Your answer should be one number: how many lines of the data include the string "Post"?

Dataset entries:
+++++

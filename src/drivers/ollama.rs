//! Ollama chat API driver (local models, NDJSON streaming).
//!
//! Every streamed line is a complete object. The final line carries `done: true`
//! together with the token counts and a `done_reason`.

use serde_json::{json, Value};

use crate::error::Error;
use crate::pipeline::{Frame, Framing};
use crate::transport::Method;
use crate::types::{Request, ResponseFormat, Usage};

use super::{chat_messages, failure_frame, function_tools, string_list, ApiStyle, DriverRequest, ProviderDriver};

#[derive(Debug)]
pub struct OllamaDriver {
    provider_id: String,
}

impl OllamaDriver {
    pub fn new(provider_id: impl Into<String>) -> Self {
        Self {
            provider_id: provider_id.into(),
        }
    }

    fn frames_of(&self, v: &Value) -> Vec<Frame> {
        if let Some(err) = v.get("error") {
            return vec![failure_frame(err)];
        }
        let mut frames = Vec::new();
        if let Some(content) = v.pointer("/message/content").and_then(|c| c.as_str()) {
            if !content.is_empty() {
                frames.push(Frame::TextDelta(content.to_string()));
            }
        }
        if let Some(calls) = v.pointer("/message/tool_calls").and_then(|c| c.as_array()) {
            for call in calls {
                frames.push(Frame::ToolCall {
                    id: call.get("id").and_then(|v| v.as_str()).map(String::from),
                    name: call
                        .pointer("/function/name")
                        .and_then(|v| v.as_str())
                        .unwrap_or_default()
                        .to_string(),
                    arguments: call
                        .pointer("/function/arguments")
                        .cloned()
                        .unwrap_or(json!({})),
                });
            }
        }
        if v.get("done").and_then(|d| d.as_bool()) == Some(true) {
            let prompt = v.get("prompt_eval_count").and_then(|n| n.as_u64());
            let completion = v.get("eval_count").and_then(|n| n.as_u64());
            if prompt.is_some() || completion.is_some() {
                frames.push(Frame::Usage(Usage::new(
                    prompt.unwrap_or(0),
                    completion.unwrap_or(0),
                )));
            }
            let reason = v
                .get("done_reason")
                .and_then(|r| r.as_str())
                .unwrap_or("stop");
            frames.push(Frame::Finish(reason.to_string()));
            frames.push(Frame::Done);
        }
        frames
    }
}

impl ProviderDriver for OllamaDriver {
    fn provider_id(&self) -> &str {
        &self.provider_id
    }

    fn api_style(&self) -> ApiStyle {
        ApiStyle::Ollama
    }

    fn framing(&self, stream: bool) -> Framing {
        if stream {
            Framing::Ndjson
        } else {
            Framing::Document
        }
    }

    fn build_request(&self, request: &Request, model: &str) -> Result<DriverRequest, Error> {
        let mut body = json!({
            "model": model,
            "messages": chat_messages(request),
            "stream": request.stream,
            "options": {
                "temperature": request.temperature,
                "num_predict": request.max_tokens,
            },
        });
        if request.response_format == ResponseFormat::Json {
            body["format"] = json!("json");
        }
        if !request.tools.is_empty() {
            body["tools"] = function_tools(&request.tools);
        }
        Ok(DriverRequest {
            path: "/api/chat".into(),
            method: Method::Post,
            headers: Vec::new(),
            body,
            stream: request.stream,
        })
    }

    fn requires_api_key(&self) -> bool {
        false
    }

    fn models_path(&self) -> &str {
        "/api/tags"
    }

    fn parse_models(&self, body: &Value) -> Vec<String> {
        string_list(body.get("models"), "name")
    }

    fn parse_response(&self, body: &Value) -> Result<Vec<Frame>, Error> {
        if !body.is_object() {
            return Err(Error::malformed(format!(
                "{}: response is not a JSON object",
                self.provider_id
            )));
        }
        let mut frames = self.frames_of(body);
        if !frames.contains(&Frame::Done) {
            frames.push(Frame::Done);
        }
        Ok(frames)
    }

    fn parse_stream_event(&self, payload: &Value) -> Vec<Frame> {
        self.frames_of(payload)
    }

    fn is_stream_done(&self, _data: &str) -> bool {
        false
    }
}
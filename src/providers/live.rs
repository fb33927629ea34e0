//! Adapter for one live HTTP provider.
//!
//! Request flow: driver builds the provider body, the optimizer sends it (dedup,
//! retry, deadline), the streaming decoder turns the body into events.

use super::credentials::resolve_api_key;
use super::{single, CallContext, Credentials, ProviderAdapter};
use crate::config::ProviderConfig;
use crate::drivers::{create_driver, ProviderDriver};
use crate::optimizer::Optimizer;
use crate::pipeline::decode::DEFAULT_MAX_JOINS;
use crate::pipeline::StreamDecoder;
use crate::transport::{Method, WireRequest};
use crate::types::{EventStream, Request};
use crate::{Error, ErrorContext, Result};
use arc_swap::ArcSwapOption;
use async_trait::async_trait;
use futures::{stream, StreamExt};
use std::sync::atomic::{AtomicBool, Ordering};
use std::sync::Arc;
use tokio_util::sync::CancellationToken;
use tracing::{debug, info};

/// Batch class shared by model listings and health probes.
const MODELS_BATCH_CLASS: &str = "models";

pub struct LiveAdapter {
    provider: ProviderConfig,
    driver: Arc<dyn ProviderDriver>,
    optimizer: Optimizer,
    api_key: ArcSwapOption<String>,
    configured: AtomicBool,
    max_joins: usize,
}

impl std::fmt::Debug for LiveAdapter {
    fn fmt(&self, f: &mut std::fmt::Formatter<'_>) -> std::fmt::Result {
        f.debug_struct("LiveAdapter")
            .field("provider", &self.provider.id)
            .field("api_style", &self.provider.api_style)
            .field("configured", &self.is_configured())
            .finish()
    }
}

impl LiveAdapter {
    pub fn new(provider: ProviderConfig, optimizer: Optimizer) -> Self {
        let driver = create_driver(provider.api_style, &provider.id);
        Self {
            provider,
            driver,
            optimizer,
            api_key: ArcSwapOption::empty(),
            configured: AtomicBool::new(false),
            max_joins: DEFAULT_MAX_JOINS,
        }
    }

    pub fn with_max_fragment_joins(mut self, max_joins: usize) -> Self {
        self.max_joins = max_joins;
        self
    }

    pub fn provider(&self) -> &ProviderConfig {
        &self.provider
    }

    fn url(&self, path: &str) -> String {
        format!("{}{}", self.provider.base_url.trim_end_matches('/'), path)
    }

    fn with_auth(&self, mut wire: WireRequest, extra: Vec<(String, String)>) -> WireRequest {
        let mut headers = match self.api_key.load_full() {
            Some(key) => self.driver.auth_headers(&key),
            None => Vec::new(),
        };
        headers.extend(extra);
        for (name, value) in headers {
            if !wire.headers.iter().any(|(n, _)| n.eq_ignore_ascii_case(&name)) {
                wire = wire.with_header(name, value);
            }
        }
        wire
    }

    fn chat_request(&self, request: &Request) -> Result<(WireRequest, bool)> {
        let model = request.model.as_deref().unwrap_or(&self.provider.model);
        let built = self.driver.build_request(request, model)?;
        let url = self.url(&built.path);
        let wire = match built.method {
            Method::Post => WireRequest::post_json(url, &built.body)?,
            Method::Get => WireRequest::get(url),
        };
        Ok((self.with_auth(wire, built.headers), built.stream))
    }

    async fn open(&self, request: &Request, ctx: &CallContext) -> Result<EventStream> {
        if !self.is_configured() {
            return Err(Error::configuration(format!(
                "{} adapter is not configured",
                self.provider.id
            )));
        }
        let (wire, stream) = self.chat_request(request)?;
        info!(
            request_id = ctx.request_id.as_str(),
            provider = self.provider.id.as_str(),
            stream,
            "sending provider request"
        );
        let response = self
            .optimizer
            .execute(wire, Some(ctx.deadline), &ctx.cancel)
            .await?;
        debug!(
            request_id = ctx.request_id.as_str(),
            status = response.status,
            "provider response headers received"
        );
        Ok(StreamDecoder::new(self.driver.clone(), self.driver.framing(stream))
            .with_response_format(request.response_format)
            .with_max_joins(self.max_joins)
            .decode(response.body))
    }

    async fn fetch_models(&self) -> Result<Vec<String>> {
        if !self.is_configured() {
            return Err(Error::configuration(format!(
                "{} adapter is not configured",
                self.provider.id
            )));
        }
        let wire = self.with_auth(
            WireRequest::get(self.url(self.driver.models_path()))
                .with_batch_class(MODELS_BATCH_CLASS),
            Vec::new(),
        );
        let response = self
            .optimizer
            .execute(wire, None, &CancellationToken::new())
            .await?;
        let body = response.bytes().await?;
        let value: serde_json::Value = serde_json::from_slice(&body)?;
        Ok(self.driver.parse_models(&value))
    }
}

#[async_trait]
impl ProviderAdapter for LiveAdapter {
    fn name(&self) -> &str {
        &self.provider.id
    }

    async fn configure(&self, credentials: Option<&Credentials>) -> Result<()> {
        if let Err(e) = self.provider.parsed_base_url() {
            self.configured.store(false, Ordering::SeqCst);
            return Err(e);
        }
        let key = resolve_api_key(&self.provider, credentials);
        if key.is_none() && self.driver.requires_api_key() {
            self.configured.store(false, Ordering::SeqCst);
            return Err(Error::configuration_with_context(
                "no API key available for provider",
                ErrorContext::new()
                    .with_field_path(format!("providers.{}", self.provider.id))
                    .with_details(format!(
                        "pass credentials, store one in the keyring or set {}",
                        self.provider.api_key_env()
                    ))
                    .with_source("live_adapter"),
            ));
        }
        self.api_key.store(key.map(Arc::new));
        self.configured.store(true, Ordering::SeqCst);
        info!(provider = self.provider.id.as_str(), "live provider configured");
        Ok(())
    }

    fn is_configured(&self) -> bool {
        self.configured.load(Ordering::SeqCst)
    }

    fn send(self: Arc<Self>, request: Arc<Request>, ctx: CallContext) -> EventStream {
        Box::pin(
            stream::once(async move {
                match self.open(&request, &ctx).await {
                    Ok(events) => events,
                    Err(e) => single(e.into_event()),
                }
            })
            .flatten(),
        )
    }

    async fn probe(&self) -> Result<()> {
        self.fetch_models().await.map(|_| ())
    }

    async fn available_models(&self) -> Result<Vec<String>> {
        if !self.provider.models.is_empty() {
            return Ok(self.provider.models.clone());
        }
        self.fetch_models().await
    }
}
#[cfg(test)]
mod tests {
    use super::*;
    use crate::types::Message;

    #[test]
    fn test_openai_driver_build_request() {
        let driver = OpenAiDriver::new("openai");
        let request = Request::new(vec![Message::user("Hello")])
            .with_system_prompt("Be brief.")
            .with_stream(true)
            .with_response_format(ResponseFormat::Json);
        let req = driver.build_request(&request, "gpt-4o-mini").unwrap();
        assert!(req.stream);
        assert_eq!(req.path, "/chat/completions");
        assert_eq!(req.body["model"], "gpt-4o-mini");
        assert_eq!(req.body["temperature"], 0.7);
        assert_eq!(req.body["messages"][0]["role"], "system");
        assert_eq!(req.body["messages"][1]["content"], "Hello");
        assert_eq!(req.body["stream_options"]["include_usage"], true);
        assert_eq!(req.body["response_format"]["type"], "json_object");
    }

    #[test]
    fn test_openai_tools_serialized() {
        let driver = OpenAiDriver::new("openai");
        let request = Request::user("log my lunch").with_tools(vec![ToolDefinition {
            name: "log_food".into(),
            description: Some("Record a food entry".into()),
            parameters: json!({"type": "object", "properties": {}}),
        }]);
        let req = driver.build_request(&request, "gpt-4o").unwrap();
        assert_eq!(req.body["tools"][0]["type"], "function");
        assert_eq!(req.body["tools"][0]["function"]["name"], "log_food");
    }

    #[test]
    fn test_openai_driver_parse_response() {
        let driver = OpenAiDriver::new("openai");
        let body = json!({
            "choices": [{"message": {"content": "Hi there!"}, "finish_reason": "stop"}],
            "usage": {"prompt_tokens": 10, "completion_tokens": 5, "total_tokens": 15}
        });
        let frames = driver.parse_response(&body).unwrap();
        assert_eq!(frames[0], Frame::TextDelta("Hi there!".into()));
        assert_eq!(frames[1], Frame::Finish("stop".into()));
        assert_eq!(frames[2], Frame::Usage(Usage::new(10, 5)));
        assert_eq!(frames[3], Frame::Done);
    }

    #[test]
    fn test_openai_driver_parse_stream() {
        let driver = OpenAiDriver::new("openai");
        let data = json!({"choices":[{"delta":{"content":"Hello"},"index":0}]});
        assert_eq!(
            driver.parse_stream_event(&data),
            vec![Frame::TextDelta("Hello".into())]
        );
    }

    #[test]
    fn test_openai_stream_tool_call_frames() {
        let driver = OpenAiDriver::new("openai");
        let start = json!({"choices":[{"delta":{"tool_calls":[{"index":0,"id":"call_1","type":"function","function":{"name":"log_food","arguments":""}}]}}]});
        let args = json!({"choices":[{"delta":{"tool_calls":[{"index":0,"function":{"arguments":"{\"food\""}}]}}]});
        assert_eq!(
            driver.parse_stream_event(&start),
            vec![Frame::ToolCallStart {
                index: 0,
                id: Some("call_1".into()),
                name: "log_food".into()
            }]
        );
        assert_eq!(
            driver.parse_stream_event(&args),
            vec![Frame::ToolCallArgs {
                index: 0,
                fragment: "{\"food\"".into()
            }]
        );
    }

    #[test]
    fn test_stream_done_detection() {
        let driver = OpenAiDriver::new("openai");
        assert!(driver.is_stream_done("[DONE]"));
        assert!(!driver.is_stream_done(r#"{"choices":[]}"#));
    }

    #[test]
    fn in_band_errors_are_classified() {
        let driver = OpenAiDriver::new("openai");
        let frames = driver.parse_stream_event(
            &json!({"error": {"message": "quota exceeded", "type": "insufficient_quota"}}),
        );
        assert_eq!(
            frames,
            vec![Frame::Failure {
                kind: ErrorKind::RateLimited,
                message: "quota exceeded".into()
            }]
        );
    }

    #[test]
    fn parses_model_listing() {
        let driver = OpenAiDriver::new("openai");
        let body = json!({"data": [{"id": "gpt-4o"}, {"id": "gpt-4o-mini"}]});
        assert_eq!(driver.parse_models(&body), vec!["gpt-4o", "gpt-4o-mini"]);
    }
}
//! Locate a JSON object inside free-form model text.
//!
//! Models asked for JSON often wrap it in prose or a fenced code block. Candidates
//! are tried in order: the whole text, fenced blocks, then each balanced `{...}` span.

use once_cell::sync::Lazy;
use regex::Regex;
use serde_json::{Map, Value};

static FENCED: Lazy<Regex> = Lazy::new(|| {
    Regex::new(r"(?s)```(?:json|JSON)?\s*\n?(.*?)```").expect("fenced block pattern is valid")
});

pub fn extract_json_object(text: &str) -> Option<Map<String, Value>> {
    let trimmed = text.trim();
    if let Some(obj) = parse_object(trimmed) {
        return Some(obj);
    }
    for caps in FENCED.captures_iter(trimmed) {
        if let Some(obj) = caps.get(1).and_then(|m| parse_object(m.as_str().trim())) {
            return Some(obj);
        }
    }
    let mut offset = 0;
    while let Some(rel) = trimmed[offset..].find('{') {
        let start = offset + rel;
        if let Some(end) = balanced_end(&trimmed[start..]) {
            if let Some(obj) = parse_object(&trimmed[start..start + end]) {
                return Some(obj);
            }
        }
        offset = start + 1;
    }
    None
}

fn parse_object(s: &str) -> Option<Map<String, Value>> {
    match serde_json::from_str::<Value>(s).ok()? {
        Value::Object(map) => Some(map),
        _ => None,
    }
}

/// Byte length of the brace-balanced span starting at `s[0] == '{'`.
fn balanced_end(s: &str) -> Option<usize> {
    let mut depth = 0usize;
    let mut in_string = false;
    let mut escaped = false;
    for (i, c) in s.char_indices() {
        if in_string {
            match c {
                _ if escaped => escaped = false,
                '\\' => escaped = true,
                '"' => in_string = false,
                _ => {}
            }
            continue;
        }
        match c {
            '"' => in_string = true,
            '{' => depth += 1,
            '}' => {
                depth = depth.checked_sub(1)?;
                if depth == 0 {
                    return Some(i + 1);
                }
            }
            _ => {}
        }
    }
    None
}
use crate::transport::WireRequest;
use sha2::{Digest, Sha256};
use std::fmt;

/// Identity of a wire request for in-flight deduplication.
///
/// Two requests are identical when method, URL and body bytes match. Headers are
/// not part of the identity.
#[derive(Clone, Copy, PartialEq, Eq, Hash)]
pub struct RequestKey([u8; 32]);

impl RequestKey {
    pub fn of(request: &WireRequest) -> Self {
        let mut hasher = Sha256::new();
        hasher.update(request.method.as_str().as_bytes());
        hasher.update([0u8]);
        hasher.update(request.url.as_bytes());
        hasher.update([0u8]);
        if let Some(body) = &request.body {
            hasher.update(body);
        }
        Self(hasher.finalize().into())
    }

    /// First eight bytes in hex, enough to correlate log lines.
    pub fn short(&self) -> String {
        self.0[..8].iter().map(|b| format!("{:02x}", b)).collect()
    }
}

impl fmt::Debug for RequestKey {
    fn fmt(&self, f: &mut fmt::Formatter<'_>) -> fmt::Result {
        write!(f, "RequestKey({})", self.short())
    }
}

impl fmt::Display for RequestKey {
    fn fmt(&self, f: &mut fmt::Formatter<'_>) -> fmt::Result {
        f.write_str(&self.short())
    }
}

+++++

Solution to this problem —
2